Особенно на фоне косности всякий труд был благословен. «Я и советую и зову со всей настойчивостью и с высшим напряжением сил изгонять душевный мрак и невежество в стремлении здесь, на земле научиться чему-то, что откроет нам путь к небесам… Продвигаясь в познании вещей… мы не должны прерывать этот путь до последнего дыхания» (Повседн. I 8). «Другим, может, покажется, что я гонюсь за славой, но ты… угадаешь мою жизнь и настроение и поймешь, что мне отсюда больше стыда чем славы, – а именно оттого что в преклонном возрасте у меня забота о чем-то другом кроме как о душе. Однако таков я, и даже убеждаю себя, что и для души окажутся полезны мои труды, недаром я отдаюсь им всё беззаботней и радостней». Поскольку любящая мудрость, философия, есть жизнь и без нее просто пока еще нет человека, любое занятие оправдано, лишь бы оно помогало тянуться ввысь» (там же XXI 11; 12).
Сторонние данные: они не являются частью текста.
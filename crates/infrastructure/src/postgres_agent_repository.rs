use async_trait::async_trait;
use serde_json::Value;
use sqlx::{FromRow, PgPool};
use uuid::Uuid;

use veritrail_application::{AgentRecord, AgentRepository, AuditEvent};
use veritrail_core::{AppError, AppResult, TenantId};
use veritrail_domain::{AgentProfile, WorkflowStage};

use crate::postgres_audit_repository::insert_audit_event;

/// PostgreSQL-backed repository for AI agent persistence.
///
/// Every mutation and its audit row commit in one transaction.
#[derive(Clone)]
pub struct PostgresAgentRepository {
    pool: PgPool,
}

impl PostgresAgentRepository {
    /// Creates a repository with the provided connection pool.
    #[must_use]
    pub fn new(pool: PgPool) -> Self {
        Self { pool }
    }
}

const AGENT_COLUMNS: &str = r#"
    id,
    name,
    provider,
    model,
    capabilities,
    risk_tier,
    owner_subject,
    workflow_stage,
    to_char(created_at AT TIME ZONE 'UTC', 'YYYY-MM-DD"T"HH24:MI:SS"Z"') AS created_at,
    to_char(updated_at AT TIME ZONE 'UTC', 'YYYY-MM-DD"T"HH24:MI:SS"Z"') AS updated_at
"#;

#[derive(Debug, FromRow)]
struct AgentRow {
    id: Uuid,
    name: String,
    provider: String,
    model: Option<String>,
    capabilities: Value,
    risk_tier: String,
    owner_subject: String,
    workflow_stage: String,
    created_at: String,
    updated_at: String,
}

impl AgentRow {
    fn into_record(self) -> AppResult<AgentRecord> {
        let capabilities: Vec<String> =
            serde_json::from_value(self.capabilities).map_err(|error| {
                AppError::Internal(format!(
                    "failed to decode capabilities for agent '{}': {error}",
                    self.id
                ))
            })?;

        Ok(AgentRecord {
            agent_id: self.id.to_string(),
            name: self.name,
            provider: self.provider,
            model: self.model,
            capabilities,
            risk_tier: self.risk_tier,
            owner_subject: self.owner_subject,
            workflow_stage: self.workflow_stage,
            created_at: self.created_at,
            updated_at: self.updated_at,
        })
    }
}

#[async_trait]
impl AgentRepository for PostgresAgentRepository {
    async fn list_agents(&self, tenant_id: TenantId) -> AppResult<Vec<AgentRecord>> {
        let rows = sqlx::query_as::<_, AgentRow>(&format!(
            r#"
            SELECT {AGENT_COLUMNS}
            FROM agents
            WHERE tenant_id = $1
            ORDER BY name
            "#
        ))
        .bind(tenant_id.as_uuid())
        .fetch_all(&self.pool)
        .await
        .map_err(|error| AppError::Internal(format!("failed to list agents: {error}")))?;

        rows.into_iter().map(AgentRow::into_record).collect()
    }

    async fn find_agent(
        &self,
        tenant_id: TenantId,
        agent_id: &str,
    ) -> AppResult<Option<AgentRecord>> {
        let Ok(agent_uuid) = Uuid::parse_str(agent_id) else {
            return Ok(None);
        };

        let row = sqlx::query_as::<_, AgentRow>(&format!(
            r#"
            SELECT {AGENT_COLUMNS}
            FROM agents
            WHERE tenant_id = $1
                AND id = $2
            "#
        ))
        .bind(tenant_id.as_uuid())
        .bind(agent_uuid)
        .fetch_optional(&self.pool)
        .await
        .map_err(|error| AppError::Internal(format!("failed to load agent: {error}")))?;

        row.map(AgentRow::into_record).transpose()
    }

    async fn create_agent(
        &self,
        tenant_id: TenantId,
        profile: AgentProfile,
        audit: AuditEvent,
    ) -> AppResult<AgentRecord> {
        let capabilities = serde_json::to_value(profile.capabilities()).map_err(|error| {
            AppError::Internal(format!("failed to encode agent capabilities: {error}"))
        })?;

        let mut tx = self
            .pool
            .begin()
            .await
            .map_err(|error| AppError::Internal(format!("failed to open transaction: {error}")))?;

        let row = sqlx::query_as::<_, AgentRow>(&format!(
            r#"
            INSERT INTO agents (
                tenant_id,
                name,
                provider,
                model,
                capabilities,
                risk_tier,
                owner_subject
            )
            VALUES ($1, $2, $3, $4, $5, $6, $7)
            RETURNING {AGENT_COLUMNS}
            "#
        ))
        .bind(tenant_id.as_uuid())
        .bind(profile.name().as_str())
        .bind(profile.provider().as_str())
        .bind(profile.model())
        .bind(capabilities)
        .bind(profile.risk_tier().as_str())
        .bind(profile.owner_subject().as_str())
        .fetch_one(&mut *tx)
        .await
        .map_err(|error| AppError::Internal(format!("failed to create agent: {error}")))?;

        insert_audit_event(&mut *tx, tenant_id, &audit, "agent", &row.id.to_string()).await?;

        tx.commit()
            .await
            .map_err(|error| AppError::Internal(format!("failed to commit agent: {error}")))?;

        row.into_record()
    }

    async fn update_agent(
        &self,
        tenant_id: TenantId,
        agent_id: &str,
        profile: AgentProfile,
        audit: AuditEvent,
    ) -> AppResult<AgentRecord> {
        let agent_uuid = Uuid::parse_str(agent_id)
            .map_err(|_| AppError::NotFound(format!("agent '{agent_id}' not found")))?;
        let capabilities = serde_json::to_value(profile.capabilities()).map_err(|error| {
            AppError::Internal(format!("failed to encode agent capabilities: {error}"))
        })?;

        let mut tx = self
            .pool
            .begin()
            .await
            .map_err(|error| AppError::Internal(format!("failed to open transaction: {error}")))?;

        let row = sqlx::query_as::<_, AgentRow>(&format!(
            r#"
            UPDATE agents
            SET name = $3,
                provider = $4,
                model = $5,
                capabilities = $6,
                risk_tier = $7,
                owner_subject = $8,
                updated_at = now()
            WHERE tenant_id = $1
                AND id = $2
            RETURNING {AGENT_COLUMNS}
            "#
        ))
        .bind(tenant_id.as_uuid())
        .bind(agent_uuid)
        .bind(profile.name().as_str())
        .bind(profile.provider().as_str())
        .bind(profile.model())
        .bind(capabilities)
        .bind(profile.risk_tier().as_str())
        .bind(profile.owner_subject().as_str())
        .fetch_optional(&mut *tx)
        .await
        .map_err(|error| AppError::Internal(format!("failed to update agent: {error}")))?
        .ok_or_else(|| AppError::NotFound(format!("agent '{agent_id}' not found")))?;

        insert_audit_event(&mut *tx, tenant_id, &audit, "agent", agent_id).await?;

        tx.commit()
            .await
            .map_err(|error| AppError::Internal(format!("failed to commit agent: {error}")))?;

        row.into_record()
    }

    async fn set_agent_stage(
        &self,
        tenant_id: TenantId,
        agent_id: &str,
        stage: &WorkflowStage,
        audit: AuditEvent,
    ) -> AppResult<AgentRecord> {
        let agent_uuid = Uuid::parse_str(agent_id)
            .map_err(|_| AppError::NotFound(format!("agent '{agent_id}' not found")))?;

        let mut tx = self
            .pool
            .begin()
            .await
            .map_err(|error| AppError::Internal(format!("failed to open transaction: {error}")))?;

        let row = sqlx::query_as::<_, AgentRow>(&format!(
            r#"
            UPDATE agents
            SET workflow_stage = $3,
                updated_at = now()
            WHERE tenant_id = $1
                AND id = $2
            RETURNING {AGENT_COLUMNS}
            "#
        ))
        .bind(tenant_id.as_uuid())
        .bind(agent_uuid)
        .bind(stage.as_str())
        .fetch_optional(&mut *tx)
        .await
        .map_err(|error| AppError::Internal(format!("failed to set agent stage: {error}")))?
        .ok_or_else(|| AppError::NotFound(format!("agent '{agent_id}' not found")))?;

        insert_audit_event(&mut *tx, tenant_id, &audit, "agent", agent_id).await?;

        tx.commit()
            .await
            .map_err(|error| AppError::Internal(format!("failed to commit agent: {error}")))?;

        row.into_record()
    }

    async fn delete_agent(
        &self,
        tenant_id: TenantId,
        agent_id: &str,
        audit: AuditEvent,
    ) -> AppResult<()> {
        let agent_uuid = Uuid::parse_str(agent_id)
            .map_err(|_| AppError::NotFound(format!("agent '{agent_id}' not found")))?;

        let mut tx = self
            .pool
            .begin()
            .await
            .map_err(|error| AppError::Internal(format!("failed to open transaction: {error}")))?;

        let result = sqlx::query(
            r#"
            DELETE FROM agents
            WHERE tenant_id = $1
                AND id = $2
            "#,
        )
        .bind(tenant_id.as_uuid())
        .bind(agent_uuid)
        .execute(&mut *tx)
        .await
        .map_err(|error| AppError::Internal(format!("failed to delete agent: {error}")))?;

        if result.rows_affected() == 0 {
            return Err(AppError::NotFound(format!("agent '{agent_id}' not found")));
        }

        insert_audit_event(&mut *tx, tenant_id, &audit, "agent", agent_id).await?;

        tx.commit()
            .await
            .map_err(|error| AppError::Internal(format!("failed to commit agent: {error}")))?;

        Ok(())
    }
}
Если раннему возрождению человека не противоречило развертывание частных искусств и умений, пусть техническое совершенствование грозило превратить его в узкого специалиста, но и наоборот, homo inventor и homo faber позднего Ренессанса, уже превращающийся в специалиста, хранит привязанность к поэтам, показавшим образ человеческого совершенства.
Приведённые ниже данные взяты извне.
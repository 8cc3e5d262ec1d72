//! Presentation snapshot
//!
//! Pure function of page state: the classes, inline styles and text the DOM
//! layer applies. Nothing here mutates state.

use serde::Serialize;

use crate::nav::ScrollRequest;
use crate::notify::Phase;
use crate::page::Page;
use crate::scroll::HeaderVisibility;

#[derive(Debug, Clone, PartialEq, Serialize)]
pub struct HeaderView {
    pub classes: Vec<&'static str>,
    pub transform: &'static str,
}

#[derive(Debug, Clone, PartialEq, Serialize)]
pub struct BodyView {
    /// `overflow` style: "hidden" while any surface holds the scroll lock
    pub overflow: &'static str,
    pub classes: Vec<&'static str>,
}

#[derive(Debug, Clone, PartialEq, Serialize)]
pub struct NavView {
    pub hamburger_active: bool,
    pub menu_active: bool,
    pub active_link: Option<String>,
}

#[derive(Debug, Clone, PartialEq, Serialize)]
pub struct LightboxView {
    pub active: bool,
    pub index: Option<usize>,
    pub image_src: Option<String>,
    pub image_alt: Option<String>,
    pub title: Option<String>,
    pub description: Option<String>,
    pub opacity: f32,
}

#[derive(Debug, Clone, PartialEq, Serialize)]
pub struct RevealView {
    pub id: String,
    pub transition_delay: Option<String>,
}

#[derive(Debug, Clone, PartialEq, Serialize)]
pub struct ImageView {
    pub id: String,
    pub src: String,
}

#[derive(Debug, Clone, PartialEq, Serialize)]
pub struct TooltipView {
    pub id: String,
    pub text: String,
    pub opacity: f32,
    pub transform: &'static str,
}

#[derive(Debug, Clone, PartialEq, Serialize)]
pub struct NotificationView {
    pub id: u64,
    pub class: &'static str,
    pub icon: &'static str,
    pub message: String,
    pub opacity: f32,
    pub transform: &'static str,
}

#[derive(Debug, Clone, PartialEq, Serialize)]
pub struct FormView {
    pub submit_label: String,
    pub submit_disabled: bool,
    pub invalid_fields: Vec<String>,
}

/// Everything visible about the page at one instant
#[derive(Debug, Clone, PartialEq, Serialize)]
pub struct RenderSnapshot {
    pub header: HeaderView,
    pub hero_transform: String,
    pub body: BodyView,
    pub nav: NavView,
    pub lightbox: LightboxView,
    pub revealed: Vec<RevealView>,
    pub loaded_images: Vec<ImageView>,
    pub tooltips: Vec<TooltipView>,
    pub notifications: Vec<NotificationView>,
    pub form: FormView,
    pub scroll_request: Option<ScrollRequest>,
    pub current_year: Option<i32>,
}

/// Render the page state
pub fn render(page: &Page) -> RenderSnapshot {
    let scroll = page.scroll();

    let header = HeaderView {
        classes: if scroll.is_scrolled() {
            vec!["scrolled"]
        } else {
            Vec::new()
        },
        transform: match scroll.header() {
            HeaderVisibility::Shown => "translateY(0)",
            HeaderVisibility::Hidden => "translateY(-100%)",
        },
    };

    let menu_open = page.menu().is_open();
    let body = BodyView {
        overflow: if page.scroll_lock().is_locked() {
            "hidden"
        } else {
            ""
        },
        classes: if menu_open { vec!["menu-open"] } else { Vec::new() },
    };

    let nav = NavView {
        hamburger_active: menu_open,
        menu_active: menu_open,
        active_link: page.nav().active().map(|l| l.href.clone()),
    };

    let lightbox = page.lightbox();
    let displayed = lightbox.displayed();
    let lightbox = LightboxView {
        active: lightbox.is_open(),
        index: lightbox.index(),
        image_src: displayed.map(|i| i.src.clone()),
        image_alt: displayed.map(|i| i.title.clone()),
        title: displayed.map(|i| i.title.clone()),
        description: displayed.map(|i| i.description.clone()),
        opacity: lightbox.opacity(),
    };

    let revealed = page
        .reveal()
        .revealed()
        .map(|e| RevealView {
            id: e.id.clone(),
            transition_delay: e.delay.map(|d| format!("{}ms", d.as_millis())),
        })
        .collect();

    let loaded_images = page
        .lazy
        .loaded()
        .filter_map(|img| {
            img.src.as_ref().map(|src| ImageView {
                id: img.spec.id.clone(),
                src: src.clone(),
            })
        })
        .collect();

    let tooltips = page
        .tooltips
        .iter()
        .map(|t| TooltipView {
            id: t.id.clone(),
            text: t.text.clone(),
            opacity: t.opacity(),
            transform: t.transform(),
        })
        .collect();

    let notifications = page
        .notifications()
        .list()
        .into_iter()
        .map(|n| {
            let (opacity, transform) = match n.phase {
                Phase::Visible => (1.0, "translateX(-50%) translateY(0)"),
                Phase::Leaving => (0.0, "translateX(-50%) translateY(-20px)"),
            };
            NotificationView {
                id: n.id,
                class: n.kind.class_name(),
                icon: n.kind.icon(),
                message: n.message,
                opacity,
                transform,
            }
        })
        .collect();

    let control = page.inquiry().control();
    let form = FormView {
        submit_label: control.label().to_string(),
        submit_disabled: control.is_disabled(),
        invalid_fields: page.inquiry().errors().to_vec(),
    };

    RenderSnapshot {
        header,
        hero_transform: scroll.parallax_transform(),
        body,
        nav,
        lightbox,
        revealed,
        loaded_images,
        tooltips,
        notifications,
        form,
        scroll_request: page.scroll_request(),
        current_year: page.current_year,
    }
}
Макиавелли, перешедший от противопоставления реальности и идеала к такому историзму в политической науке, который ближе к современной социологии чем к историософии Данте и Петрарки, говорит в год написания «Государя» эти фразы о своих прогулках: «Выйдя из леса, иду к источнику, а оттуда – на мой птицеловный ток. Под рукой у меня книга, Данте, или Петрарка, или один из меньших латинских поэтов, как Тибулл, Овидий и подобные; читаю об их любовных страстях, и эти их любови напоминают мне о моей; такая мысль доставляет мне на какое-то время удовольствие». Кончается «Государь» рассуждением о Фортуне и Добродетели и цитированием пророчества Петрарки: «Добродетель поднимет оружие против безумной ярости, и битва будет короткой, ибо древняя доблесть (antiquo valore) еще не умерла в итальянских сердцах» (Книга песен 128, 93–96).